# EXERCISE OBJECTIVE
Where "recent" occurs in a line of the entries below, copy that line.

# RECORDS TO PROCESS
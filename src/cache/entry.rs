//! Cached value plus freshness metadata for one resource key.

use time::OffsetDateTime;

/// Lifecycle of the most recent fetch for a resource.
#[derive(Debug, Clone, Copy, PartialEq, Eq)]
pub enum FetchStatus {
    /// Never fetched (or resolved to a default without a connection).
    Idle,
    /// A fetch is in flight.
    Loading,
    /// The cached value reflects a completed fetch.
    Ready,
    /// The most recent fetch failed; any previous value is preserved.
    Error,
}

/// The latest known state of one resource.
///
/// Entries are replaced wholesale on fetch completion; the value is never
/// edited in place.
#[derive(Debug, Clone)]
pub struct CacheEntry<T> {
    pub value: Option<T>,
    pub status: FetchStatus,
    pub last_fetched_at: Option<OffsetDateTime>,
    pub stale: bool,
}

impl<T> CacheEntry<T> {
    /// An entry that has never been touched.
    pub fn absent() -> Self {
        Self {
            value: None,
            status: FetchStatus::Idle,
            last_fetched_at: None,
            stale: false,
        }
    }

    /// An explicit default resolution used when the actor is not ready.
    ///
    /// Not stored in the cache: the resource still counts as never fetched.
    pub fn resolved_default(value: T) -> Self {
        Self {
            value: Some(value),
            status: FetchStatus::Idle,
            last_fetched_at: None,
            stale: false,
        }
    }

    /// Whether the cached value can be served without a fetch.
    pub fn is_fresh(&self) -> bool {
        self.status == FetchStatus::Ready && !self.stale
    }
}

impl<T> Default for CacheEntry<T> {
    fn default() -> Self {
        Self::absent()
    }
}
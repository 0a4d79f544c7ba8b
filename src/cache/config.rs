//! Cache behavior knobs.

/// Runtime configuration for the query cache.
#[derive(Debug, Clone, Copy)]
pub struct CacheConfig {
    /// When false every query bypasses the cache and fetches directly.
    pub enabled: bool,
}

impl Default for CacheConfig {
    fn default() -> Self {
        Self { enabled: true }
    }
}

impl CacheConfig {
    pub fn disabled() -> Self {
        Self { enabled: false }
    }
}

# FINAL ANSWER
/// Lifecycle of the most recent fetch for a resource.
    /// The most recent fetch failed; any previous value is preserved.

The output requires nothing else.